§ Data extract:
=====
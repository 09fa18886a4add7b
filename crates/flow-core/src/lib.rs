//! # flow-core
//!
//! The workflow execution engine: the `ExpressionResolver`, the
//! `NodeExecutor` registry and structural executors, the merge `Barrier`,
//! `ExecutionContext`, the concurrent `Scheduler`, and the dev-mode
//! inspector. Depends only on `flow-workflow` for the data model.

pub mod barrier;
pub mod context;
pub mod engine;
pub mod error;
pub mod executor;
pub mod expression;
pub mod inspector;
pub mod scheduler;
pub mod structural;

pub use barrier::{Barrier, BarrierOutcome, MergeMode, MergeSpec};
pub use context::{ExecutionContext, LogEvent, LogLevel, Logger};
pub use engine::{Engine, SubmitOptions};
pub use error::{EngineError, NodeError, NodeErrorKind};
pub use executor::{NodeExecutor, NodeExecutorRegistry, NodeOutput};
pub use expression::{evaluate_condition, resolve, ExpressionError, Scope};
pub use inspector::{DebugBundle, HttpLogEntry, Inspector, NodeTiming};
pub use scheduler::{GraphOutcome, GraphStatus, Scheduler};
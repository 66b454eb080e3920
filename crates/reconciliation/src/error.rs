use chrono::NaiveDate;
use thiserror::Error;

use shrinkwatch_core::{DomainError, ProductId};

/// Errors raised by the reconciliation engine.
///
/// Product-level variants are fatal to that product's computation only;
/// batch operations collect them instead of aborting.
#[derive(Debug, Error, Clone, PartialEq, Eq)]
pub enum ReconciliationError {
    /// `sold > total`: expected remaining would be negative.
    #[error("invalid product state for {product_id}: sold ({sold}) exceeds total ({total})")]
    InvalidProductState {
        product_id: ProductId,
        total: u64,
        sold: u64,
    },

    /// A product failed boundary validation (negative price, blank id, overflow).
    #[error("invalid product data for {product_id}: {reason}")]
    InvalidProductData { product_id: ProductId, reason: String },

    #[error("malformed criteria: date_start ({start}) is after date_end ({end})")]
    MalformedCriteria { start: NaiveDate, end: NaiveDate },

    #[error("inventory scope violation: {0}")]
    ScopeViolation(String),

    #[error("inventory source failed: {0}")]
    Source(String),
}

impl ReconciliationError {
    pub fn invalid_data(product_id: &ProductId, reason: impl Into<String>) -> Self {
        Self::InvalidProductData {
            product_id: product_id.clone(),
            reason: reason.into(),
        }
    }

    /// Product the error is attributed to, if it is a product-level error.
    pub fn product_id(&self) -> Option<&ProductId> {
        match self {
            Self::InvalidProductState { product_id, .. }
            | Self::InvalidProductData { product_id, .. } => Some(product_id),
            _ => None,
        }
    }
}

impl From<ReconciliationError> for DomainError {
    fn from(err: ReconciliationError) -> Self {
        match err {
            ReconciliationError::InvalidProductState { .. } => DomainError::invariant(err.to_string()),
            ReconciliationError::InvalidProductData { .. }
            | ReconciliationError::MalformedCriteria { .. } => DomainError::validation(err.to_string()),
            ReconciliationError::ScopeViolation(_) => DomainError::invariant(err.to_string()),
            ReconciliationError::Source(msg) => DomainError::unavailable(msg),
        }
    }
}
=====
§ Exercise:
The full listing above is to be copied exactly, line for line.

§ Result for this task:
repository 09fa18886a4add7b
filename crates/flow-core/src/lib.rs
//! # flow-core
//!
//! The workflow execution engine: the `ExpressionResolver`, the
//! `NodeExecutor` registry and structural executors, the merge `Barrier`,
//! `ExecutionContext`, the concurrent `Scheduler`, and the dev-mode
//! inspector. Depends only on `flow-workflow` for the data model.

pub mod barrier;
pub mod context;
pub mod engine;
pub mod error;
pub mod executor;
pub mod expression;
pub mod inspector;
pub mod scheduler;
pub mod structural;

pub use barrier::{Barrier, BarrierOutcome, MergeMode, MergeSpec};
pub use context::{ExecutionContext, LogEvent, LogLevel, Logger};
pub use engine::{Engine, SubmitOptions};
pub use error::{EngineError, NodeError, NodeErrorKind};
pub use executor::{NodeExecutor, NodeExecutorRegistry, NodeOutput};
pub use expression::{evaluate_condition, resolve, ExpressionError, Scope};
pub use inspector::{DebugBundle, HttpLogEntry, Inspector, NodeTiming};
pub use scheduler::{GraphOutcome, GraphStatus, Scheduler};
repository 66b454eb080e3920
filename crates/reconciliation/src/error.rs
use chrono::NaiveDate;
use thiserror::Error;

use shrinkwatch_core::{DomainError, ProductId};

/// Errors raised by the reconciliation engine.
///
/// Product-level variants are fatal to that product's computation only;
/// batch operations collect them instead of aborting.
#[derive(Debug, Error, Clone, PartialEq, Eq)]
pub enum ReconciliationError {
    /// `sold > total`: expected remaining would be negative.
    #[error("invalid product state for {product_id}: sold ({sold}) exceeds total ({total})")]
    InvalidProductState {
        product_id: ProductId,
        total: u64,
        sold: u64,
    },

    /// A product failed boundary validation (negative price, blank id, overflow).
    #[error("invalid product data for {product_id}: {reason}")]
    InvalidProductData { product_id: ProductId, reason: String },

    #[error("malformed criteria: date_start ({start}) is after date_end ({end})")]
    MalformedCriteria { start: NaiveDate, end: NaiveDate },

    #[error("inventory scope violation: {0}")]
    ScopeViolation(String),

    #[error("inventory source failed: {0}")]
    Source(String),
}

impl ReconciliationError {
    pub fn invalid_data(product_id: &ProductId, reason: impl Into<String>) -> Self {
        Self::InvalidProductData {
            product_id: product_id.clone(),
            reason: reason.into(),
        }
    }

    /// Product the error is attributed to, if it is a product-level error.
    pub fn product_id(&self) -> Option<&ProductId> {
        match self {
            Self::InvalidProductState { product_id, .. }
            | Self::InvalidProductData { product_id, .. } => Some(product_id),
            _ => None,
        }
    }
}

impl From<ReconciliationError> for DomainError {
    fn from(err: ReconciliationError) -> Self {
        match err {
            ReconciliationError::InvalidProductState { .. } => DomainError::invariant(err.to_string()),
            ReconciliationError::InvalidProductData { .. }
            | ReconciliationError::MalformedCriteria { .. } => DomainError::validation(err.to_string()),
            ReconciliationError::ScopeViolation(_) => DomainError::invariant(err.to_string()),
            ReconciliationError::Source(msg) => DomainError::unavailable(msg),
        }
    }
}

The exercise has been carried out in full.